The Wine Economist’s Chief Kabul Correspondent (codename K.W.) sends this report on the wine scene there, including a rough and ready shopping guide, firsthand market (and black market) analysis and … tasting notes!. Here’s the report.

Note: This is a report from The Wine Economist’s Chief Kabul Correspondent, “K.W.”  All names have been changed. Click here to read a recent Time magazine article on nightlife in Kabul.

In Kabul, if you know the right people you can have them use their security clearance to get wine, beer and spirits from one of the military bases or the UN. Unfortunately, I have not been able to utilize such resources. My wine supply comes through slightly less direct channels and is only available at night when the streets of Kabul are sufficiently dark.

Afghanistan is an Islamic country but is also home to thousands of foreign workers who very much enjoy winding down the evening with some type of alcoholic beverage. The legal technicalities with respect to alcohol are consequently rather vague. At times, the Afghan National Police Force sweeps through the restaurants frequented by foreigners in Kabul and seizes their supply of alcohol. These “raids” only happen every once in a while and it is largely assumed that they are simply a way of maintaining a supply for their own consumption. At other times, it seems to be legal for alcohol to be consumed by foreigners but not by Afghans. For this reason, my Afghan coworkers from my day job at an NGO are hesitant to join me at the bar I manage at night.

All of this ambiguity means that when the bar runs out of red wine and our normal supplier is on leave in Dubai, Hamad (the bartender) and I are forced to find alternate sources.   Hamad and I jumped into his car and after I came to terms with the fact that the seat wasn’t going to slide back from the fully-forward position it was in we were on our way. Hamad floored it out onto the main road, with Bollywood beats on full blast and the windows down – Hamad puffing on a cigarette. Traffic can get pretty bad in Kabul but that depends on how good you are at weaving and playing chicken with on coming traffic. I had about a thousand dollars in twenties wadded up in my pocket.

On Flower Street, named after the displays of bright, plastic flowers in front of nearly all of the stores, we went in a spoke with a man behind the counter who wore a Mona Lisa grin. You would think that buying something out of the black market would mean you could get it for cheap. Not so much. After trying very unsuccessfully to haggle the price down I handed over a little over half the money in my pocket and we got back in the car and waited, with the trunk just barely open. The Afghan National Police has a bigger presence on Flower Street than anywhere else I’ve seen. When the time was apparently right three guys ran out of the store with four cases of beer and a case of Tajikistan vodka wrapped up in black plastic bags, dumped them in the trunk, slammed it shut and ran back into the store. The engine had been running and we took off only to be stopped behind another car right next to three Policemen.

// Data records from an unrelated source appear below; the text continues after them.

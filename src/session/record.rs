use serde::{Deserialize, Serialize};

/// Where the premium unlock stands for the stored session.
#[derive(Debug, Clone, Copy, Default, PartialEq, Eq, Serialize, Deserialize)]
#[serde(rename_all = "snake_case")]
pub enum PaymentState {
    /// No unlock requested.
    #[default]
    None,
    /// Redirect to the payment origin was initiated but not yet confirmed.
    Pending,
    /// Return from the payment origin was observed.
    Confirmed,
}

/// The durable client session: everything that must survive the full-page
/// navigation to the external payment origin.
#[derive(Debug, Clone, Default, PartialEq, Serialize, Deserialize)]
pub struct SessionRecord {
    pub transcript: Option<String>,
    #[serde(default)]
    pub payment: PaymentState,
}

impl SessionRecord {
    pub fn is_empty(&self) -> bool {
        self.transcript.is_none() && self.payment == PaymentState::None
    }
}
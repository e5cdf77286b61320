use anyhow::Result;
use clap::Parser;
use tracing::info;
use voxlens::{create_router, AppState, Config, LogSink};

#[derive(Parser, Debug)]
#[command(name = "voxlens", about = "Voice transcription and analysis proxy server")]
struct Args {
    /// Path to the configuration file (extension optional)
    #[arg(long, default_value = "config/voxlens")]
    config: String,

    /// Override the configured HTTP port
    #[arg(long)]
    port: Option<u16>,
}

#[tokio::main]
async fn main() -> Result<()> {
    tracing_subscriber::fmt::init();

    let args = Args::parse();

    let mut cfg = Config::load(&args.config)?;
    if let Some(port) = args.port {
        cfg.service.http.port = port;
    }

    info!("{} v0.1.0", cfg.service.name);
    info!(
        "HTTP server will bind to {}:{}",
        cfg.service.http.bind, cfg.service.http.port
    );
    if cfg.openai.api_key.is_none() {
        info!("OPENAI_API_KEY not set; proxy endpoints will report misconfiguration");
    }

    let log = LogSink::new(&cfg.logging.dir);
    if let Some(path) = log.path() {
        info!("Request log: {}", path.display());
    }

    let addr = format!("{}:{}", cfg.service.http.bind, cfg.service.http.port);
    let state = AppState::new(cfg, log);
    let router = create_router(state);

    let listener = tokio::net::TcpListener::bind(&addr).await?;
    info!("Listening on {}", addr);
    axum::serve(listener, router).await?;

    Ok(())
}
//! Fixed-prompt text analyses over a transcript.
//!
//! Each agent is one chat-completion call with a canned system prompt and
//! fixed sampling parameters. Mood is the paid analysis; sentiment and
//! summary are free.

mod kind;
mod run;

pub use kind::AgentKind;
pub use run::{analyze, AgentOutcome};
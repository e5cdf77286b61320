use reqwest::{multipart, Client};
use serde_json::json;
use thiserror::Error;

use crate::agents::AgentKind;
use crate::error::ErrorResponse;

use super::recorder::AudioBlob;

#[derive(Debug, Error)]
pub enum ClientError {
    /// The server's `{error}` payload, verbatim.
    #[error("{0}")]
    Server(String),

    #[error("Failed to reach analysis server: {0}")]
    Transport(#[from] reqwest::Error),

    #[error("Invalid response from analysis server: {0}")]
    BadResponse(String),
}

/// The server operations the client flow depends on. Test doubles stand in
/// for `HttpAnalysisApi` when driving the flow without a server.
#[async_trait::async_trait]
pub trait AnalysisApi: Send + Sync {
    async fn transcribe(&self, audio: &AudioBlob) -> Result<String, ClientError>;
    async fn analyze(&self, kind: AgentKind, transcript: &str) -> Result<String, ClientError>;
}

#[async_trait::async_trait]
impl<T: AnalysisApi + ?Sized> AnalysisApi for std::sync::Arc<T> {
    async fn transcribe(&self, audio: &AudioBlob) -> Result<String, ClientError> {
        (**self).transcribe(audio).await
    }

    async fn analyze(&self, kind: AgentKind, transcript: &str) -> Result<String, ClientError> {
        (**self).analyze(kind, transcript).await
    }
}

/// Calls the voxlens HTTP endpoints.
pub struct HttpAnalysisApi {
    http: Client,
    base_url: String,
}

impl HttpAnalysisApi {
    pub fn new(base_url: impl Into<String>) -> Self {
        Self {
            http: Client::new(),
            base_url: base_url.into().trim_end_matches('/').to_string(),
        }
    }

    async fn server_error(response: reqwest::Response) -> ClientError {
        let text = response.text().await.unwrap_or_default();
        match serde_json::from_str::<ErrorResponse>(&text) {
            Ok(body) => ClientError::Server(body.error),
            Err(_) => ClientError::Server(text),
        }
    }
}

#[async_trait::async_trait]
impl AnalysisApi for HttpAnalysisApi {
    async fn transcribe(&self, audio: &AudioBlob) -> Result<String, ClientError> {
        let part = multipart::Part::bytes(audio.bytes.clone())
            .file_name("recording.webm")
            .mime_str(&audio.mime)?;
        let form = multipart::Form::new().part("audio", part);

        let response = self
            .http
            .post(format!("{}/api/transcribe", self.base_url))
            .multipart(form)
            .send()
            .await?;

        if !response.status().is_success() {
            return Err(Self::server_error(response).await);
        }

        let body: serde_json::Value = response.json().await?;
        body.get("transcription")
            .and_then(|v| v.as_str())
            .map(str::to_string)
            .ok_or_else(|| ClientError::BadResponse("missing transcription field".into()))
    }

    async fn analyze(&self, kind: AgentKind, transcript: &str) -> Result<String, ClientError> {
        let response = self
            .http
            .post(format!("{}/api/agents/{}", self.base_url, kind.field()))
            .json(&json!({ "transcription": transcript }))
            .send()
            .await?;

        if !response.status().is_success() {
            return Err(Self::server_error(response).await);
        }

        let body: serde_json::Value = response.json().await?;
        body.get(kind.field())
            .and_then(|v| v.as_str())
            .map(str::to_string)
            .ok_or_else(|| {
                ClientError::BadResponse(format!("missing {} field", kind.field()))
            })
    }
}
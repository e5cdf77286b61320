use super::handlers;
use super::state::AppState;
use axum::{
    routing::{get, post},
    Router,
};
use tower_http::{cors::CorsLayer, trace::TraceLayer};

/// Create the HTTP router with all routes
pub fn create_router(state: AppState) -> Router {
    Router::new()
        // Health check
        .route("/health", get(handlers::health_check))
        // Speech-to-text proxy
        .route("/api/transcribe", post(handlers::transcribe))
        // Analysis agents
        .route("/api/agents/mood", post(handlers::analyze_mood))
        .route("/api/agents/sentiment", post(handlers::analyze_sentiment))
        .route("/api/agents/summary", post(handlers::analyze_summary))
        // Payment placeholders
        .route("/api/stripe/create-checkout", post(handlers::create_checkout))
        .route("/api/stripe/webhook", post(handlers::stripe_webhook))
        // Request logging + browser-origin access
        .layer(TraceLayer::new_for_http())
        .layer(CorsLayer::permissive())
        .with_state(state)
}
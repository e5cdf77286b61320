use crate::openai::{ChatMessage, ChatRequest, OpenAiClient, OpenAiError};

use super::kind::AgentKind;

#[derive(Debug)]
pub struct AgentOutcome {
    pub text: String,
    pub tokens_used: Option<u32>,
}

/// Run one agent over a transcript: a single completion call with the
/// kind's fixed prompt and sampling parameters. An empty choice list is
/// not an error; the kind's fallback text is returned instead.
pub async fn analyze(
    client: &OpenAiClient,
    model: &str,
    kind: AgentKind,
    transcript: &str,
) -> Result<AgentOutcome, OpenAiError> {
    let request = ChatRequest {
        model: model.to_string(),
        messages: vec![
            ChatMessage::system(kind.system_prompt()),
            ChatMessage::user(transcript),
        ],
        temperature: kind.temperature(),
        max_tokens: Some(kind.max_tokens()),
    };

    let completion = client.chat(&request).await?;

    let text = completion
        .first_text()
        .map(str::to_string)
        .unwrap_or_else(|| kind.fallback().to_string());

    Ok(AgentOutcome {
        text,
        tokens_used: completion.usage.map(|u| u.total_tokens),
    })
}
mod error;
mod layout;
mod property;
mod rpc;

pub use error::{RepError, RpcError};
pub use layout::{RepLayout, RepSnapshot, Replicate, ReplicateSet};
pub use property::{ComponentKind, RepProperty};
pub use rpc::{Rpc, RpcDirection, RpcProperty};
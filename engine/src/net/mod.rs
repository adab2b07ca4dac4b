use std::time::Duration;

use dawn_shared::SceneManager;

use crate::{config::NetConfig, events::EventSystem, transport::PacketSender};

mod client;
mod connection;
mod net_data;
mod net_game_mode;
mod net_instance;
mod net_transform;
mod pipeline;
mod replicator;
mod server;

pub use net_data::CNetData;
pub use net_game_mode::{NetGameMode, NetGameModeHooks};
pub use net_instance::NetInstance;
pub use net_transform::{CNetTransform, TransformIntegrator};
pub use pipeline::{EntitySpawner, NetEntityPipeline};

/// Lifecycle of a `NetInstance`
#[derive(Debug, Clone, Copy, PartialEq, Eq)]
pub enum NetState {
    /// Created, no socket opened yet
    Uninitialized,
    /// Bound and accepting clients
    Listening,
    /// Handshake with the server in progress
    Connecting,
    /// Accepted by the server
    Connected,
    /// Connection lost, refused or left
    Disconnected,
    /// Shut down, nothing more happens
    Closed,
}

/// Everything one side of the net instance needs while handling a frame
pub(crate) struct Tick<'a> {
    pub config: &'a NetConfig,
    pub now: Duration,
    pub sender: &'a dyn PacketSender,
    pub pipeline: Option<&'a dyn NetEntityPipeline>,
    pub scene: &'a mut SceneManager,
    pub events: &'a mut EventSystem,
}
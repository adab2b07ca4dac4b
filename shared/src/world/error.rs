use thiserror::Error;

use crate::EntityId;

/// Errors that can occur while manipulating the entity registry
#[derive(Debug, Clone, PartialEq, Eq, Error)]
pub enum RegistryError {
    /// No entity with this id exists
    #[error("Entity {entity} does not exist")]
    UnknownEntity { entity: EntityId },

    /// An entity with this id already exists
    #[error("Entity id {entity} is already in use")]
    IdInUse { entity: EntityId },

    /// Replicated ids must come from the authoritative id space
    #[error("Entity id {entity} is in the client-local id space and cannot be reserved")]
    LocalIdReserved { entity: EntityId },

    /// Parenting would make an entity its own ancestor
    #[error("Making {parent} the parent of {child} would create a cycle")]
    ParentCycle { child: EntityId, parent: EntityId },
}
use dawn_serde::{BitReader, BitWrite, BitWriter, Serde, SerdeErr, UnsignedVariableInteger};

use crate::{
    rep::{ComponentKind, RepError, RepProperty, RpcProperty},
    world::Entity,
};

/// Implemented by components that take part in replication
pub trait Replicate: 'static {
    fn rep_layout() -> RepLayout;
}

/// A set of replicated component types, implemented for tuples of up to
/// eight `Replicate` types
pub trait ReplicateSet {
    fn append_to(layout: &mut RepLayout);
}

macro_rules! impl_replicate_set {
    ($($component:ident),+) => {
        impl<$($component: Replicate),+> ReplicateSet for ($($component,)+) {
            fn append_to(layout: &mut RepLayout) {
                $( layout.append::<$component>(); )+
            }
        }
    };
}

impl_replicate_set!(A);
impl_replicate_set!(A, B);
impl_replicate_set!(A, B, C);
impl_replicate_set!(A, B, C, D);
impl_replicate_set!(A, B, C, D, E);
impl_replicate_set!(A, B, C, D, E, F);
impl_replicate_set!(A, B, C, D, E, F, G);
impl_replicate_set!(A, B, C, D, E, F, G, H);

/// Encoded value of every property of a layout, used as the baseline for
/// delta compression
#[derive(Debug, Clone, PartialEq, Eq, Default)]
pub struct RepSnapshot {
    values: Vec<Vec<u8>>,
}

impl RepSnapshot {
    pub fn len(&self) -> usize {
        self.values.len()
    }

    pub fn is_empty(&self) -> bool {
        self.values.is_empty()
    }

    pub fn get(&self, index: usize) -> Option<&[u8]> {
        self.values.get(index).map(Vec::as_slice)
    }
}

/// Ordered list of the replicated properties and RPCs of an entity.
///
/// Every participant builds the layout for an entity type from the same
/// component list, so property order is the wire order.
#[derive(Debug, Default)]
pub struct RepLayout {
    components: Vec<ComponentKind>,
    properties: Vec<RepProperty>,
    rpcs: Vec<RpcProperty>,
    fingerprint: u64,
}

impl RepLayout {
    pub fn new() -> Self {
        let mut layout = Self::default();
        layout.refresh_fingerprint();
        layout
    }

    /// Composes the layouts of a tuple of components, in order
    ///
    /// ```ignore
    /// let layout = RepLayout::build::<(CNetTransform, CShipControls)>();
    /// ```
    pub fn build<T: ReplicateSet>() -> Self {
        let mut layout = Self::new();
        T::append_to(&mut layout);
        layout
    }

    pub fn with_property(mut self, property: RepProperty) -> Self {
        self.push_component(property.component());
        self.properties.push(property);
        self.refresh_fingerprint();
        self
    }

    pub fn with_rpc(mut self, rpc: RpcProperty) -> Self {
        self.push_component(rpc.component());
        self.rpcs.push(rpc);
        self.refresh_fingerprint();
        self
    }

    /// Appends the layout of component `C`
    pub fn append<C: Replicate>(&mut self) {
        let other = C::rep_layout();
        self.push_component(ComponentKind::of::<C>());
        for component in other.components {
            self.push_component(component);
        }
        self.properties.extend(other.properties);
        self.rpcs.extend(other.rpcs);
        self.refresh_fingerprint();
    }

    fn push_component(&mut self, component: ComponentKind) {
        if !self.components.contains(&component) {
            self.components.push(component);
        }
    }

    fn refresh_fingerprint(&mut self) {
        let mut hash = Fnv64::new();
        for component in &self.components {
            hash.write(component.name());
        }
        for property in &self.properties {
            hash.write(property.component().name());
            hash.write(property.name());
            hash.write(property.type_tag());
        }
        for rpc in &self.rpcs {
            hash.write(rpc.component().name());
            hash.write(rpc.name());
            hash.write(rpc.arg_type());
        }
        self.fingerprint = hash.finish();
    }

    pub fn components(&self) -> &[ComponentKind] {
        &self.components
    }

    pub fn properties(&self) -> &[RepProperty] {
        &self.properties
    }

    pub fn rpcs(&self) -> &[RpcProperty] {
        &self.rpcs
    }

    /// Hash of component names, field names, value types and RPC names
    pub fn fingerprint(&self) -> u64 {
        self.fingerprint
    }

    /// Fails with `MissingComponent` for the first component the entity lacks
    pub fn check_components(&self, entity: &Entity) -> Result<(), RepError> {
        for component in &self.components {
            if entity.component_any(component.type_id()).is_none() {
                return Err(RepError::MissingComponent {
                    component: component.name(),
                });
            }
        }
        Ok(())
    }

    pub fn rpc_index<C: 'static, A: 'static>(&self, name: &str) -> Option<usize> {
        self.rpcs.iter().position(|rpc| rpc.matches::<C, A>(name))
    }

    pub fn rpc(&self, index: usize) -> Option<&RpcProperty> {
        self.rpcs.get(index)
    }

    fn encode_property(
        &self,
        property: &RepProperty,
        entity: &Entity,
        writer: &mut dyn BitWrite,
    ) -> Result<(), RepError> {
        let component = entity
            .component_any(property.component().type_id())
            .ok_or(RepError::MissingComponent {
                component: property.component().name(),
            })?;
        property.encode(component, writer)
    }

    fn decode_property(
        &self,
        property: &RepProperty,
        entity: &mut Entity,
        reader: &mut BitReader,
    ) -> Result<(), RepError> {
        let component = entity
            .component_any_mut(property.component().type_id())
            .ok_or(RepError::MissingComponent {
                component: property.component().name(),
            })?;
        property.decode(component, reader)
    }

    /// Writes every property in layout order
    pub fn write_full(&self, entity: &Entity, writer: &mut dyn BitWrite) -> Result<(), RepError> {
        for property in &self.properties {
            self.encode_property(property, entity, writer)?;
        }
        Ok(())
    }

    /// Reads every property in layout order into the entity's components.
    /// The whole buffer is checked first, so a malformed one changes nothing.
    pub fn read_full(&self, entity: &mut Entity, reader: &mut BitReader) -> Result<(), RepError> {
        self.check_components(entity)?;
        let mut scan = reader.clone();
        for property in &self.properties {
            property.skip(&mut scan)?;
        }
        for property in &self.properties {
            self.decode_property(property, entity, reader)?;
        }
        Ok(())
    }

    pub fn snapshot(&self, entity: &Entity) -> Result<RepSnapshot, RepError> {
        let mut values = Vec::with_capacity(self.properties.len());
        for property in &self.properties {
            let mut writer = BitWriter::with_capacity(16);
            self.encode_property(property, entity, &mut writer)?;
            values.push(writer.to_vec());
        }
        Ok(RepSnapshot { values })
    }

    /// Writes the properties whose value differs from `baseline` (all of them
    /// without one) and returns the snapshot the delta brings a reader up to.
    pub fn write_delta(
        &self,
        entity: &Entity,
        baseline: Option<&RepSnapshot>,
        writer: &mut dyn BitWrite,
    ) -> Result<RepSnapshot, RepError> {
        self.write_delta_since(entity, baseline.as_slice(), writer)
    }

    /// Like `write_delta`, for a reader whose state may be any one of
    /// `baselines`. A property is written if it differs from at least one of
    /// them, or always when `baselines` is empty.
    pub fn write_delta_since(
        &self,
        entity: &Entity,
        baselines: &[&RepSnapshot],
        writer: &mut dyn BitWrite,
    ) -> Result<RepSnapshot, RepError> {
        let current = self.snapshot(entity)?;
        for (index, property) in self.properties.iter().enumerate() {
            let value = current.get(index);
            let unchanged = !baselines.is_empty()
                && baselines
                    .iter()
                    .all(|baseline| baseline.get(index) == value);
            if unchanged {
                continue;
            }
            writer.write_bit(true);
            UnsignedVariableInteger::<4>::new(index as u64).ser(writer);
            self.encode_property(property, entity, writer)?;
        }
        writer.write_bit(false);
        Ok(current)
    }

    /// Applies a delta written by `write_delta`. Nothing is written to the
    /// entity unless the whole delta reads cleanly.
    pub fn read_delta(&self, entity: &mut Entity, reader: &mut BitReader) -> Result<(), RepError> {
        let mut scan = reader.clone();
        let mut changed = Vec::new();
        while scan.read_bit()? {
            let property = self.read_property_index(&mut scan)?;
            if entity.component_any(property.component().type_id()).is_none() {
                return Err(RepError::MissingComponent {
                    component: property.component().name(),
                });
            }
            property.skip(&mut scan)?;
            changed.push(property);
        }

        for property in changed {
            reader.read_bit()?;
            self.read_property_index(reader)?;
            self.decode_property(property, entity, reader)?;
        }
        reader.read_bit()?;
        Ok(())
    }

    fn read_property_index(&self, reader: &mut BitReader) -> Result<&RepProperty, RepError> {
        let index = UnsignedVariableInteger::<4>::de(reader)?.get();
        let property = usize::try_from(index)
            .ok()
            .and_then(|index| self.properties.get(index))
            .ok_or(SerdeErr::InvalidValue {
                type_name: "property index",
            })?;
        Ok(property)
    }

    /// Decodes `args` and runs RPC `index` against the entity
    pub fn invoke_rpc(
        &self,
        index: usize,
        entity: &mut Entity,
        args: &[u8],
    ) -> Result<(), RepError> {
        let rpc = self.rpcs.get(index).ok_or(RepError::UnknownRpcIndex {
            index: index as u64,
            count: self.rpcs.len(),
        })?;
        let component = entity
            .component_any_mut(rpc.component().type_id())
            .ok_or(RepError::MissingComponent {
                component: rpc.component().name(),
            })?;
        let mut reader = BitReader::new(args);
        rpc.invoke(component, &mut reader)
    }
}

struct Fnv64(u64);

impl Fnv64 {
    fn new() -> Self {
        Self(0xcbf2_9ce4_8422_2325)
    }

    fn write(&mut self, text: &str) {
        for byte in text.bytes().chain(std::iter::once(0xff)) {
            self.0 ^= u64::from(byte);
            self.0 = self.0.wrapping_mul(0x0000_0100_0000_01b3);
        }
    }

    fn finish(&self) -> u64 {
        self.0
    }
}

If I get caught buying alcohol it gets taken away, they pretend to make a big deal out of it and then they send me on my way. If Hamad – an Afghan – gets caught buying alcohol he gets taken to prison where he could stay for years if he is unable to pay a several thousand dollar fine. A flashlight scanned our faces for an uncomfortably long period of time as the policeman holding it took a long, thoughtful drag of his cigarette. Traffic cleared, Hamad shifted into gear and I watched the policeman in the rear view mirror look passively back to his friends.

Before we had finished letting out our sighs we had made a few turns and were stopped in the middle of a dark, dirt road ready for our next purchase – the main reason for our trip. Hamad sent a text and we waited for about two minutes before two dark figures with boxes under their arms appeared down the street walking towards us. The two men shifted their eyes at us. After the greetings, a quick series of questions which neither side answers, I broke open the boxes to see what we were getting. Right then I felt I was in the scene of the movie where the mobster checks the trunk to make sure “the goods” were all in order and accounted for.  I looked down, half expecting to find some sort of vastly illegal contraband and instead found “Calvert Varietals” a French Cabernet marketed towards an international market, and then Sutter Home California Cabernet. I pointed at the Sutter Home and told one of the guys he should be the one paying me to take it off his hands. The joke didn’t really go over. Wine snobbery, even in jest, isn’t really understood here. We didn’t have enough money for all of it so some of the Sutter Home found its way back into dark alley wine supply to await its next nervous, desperate wine-starved foreigner.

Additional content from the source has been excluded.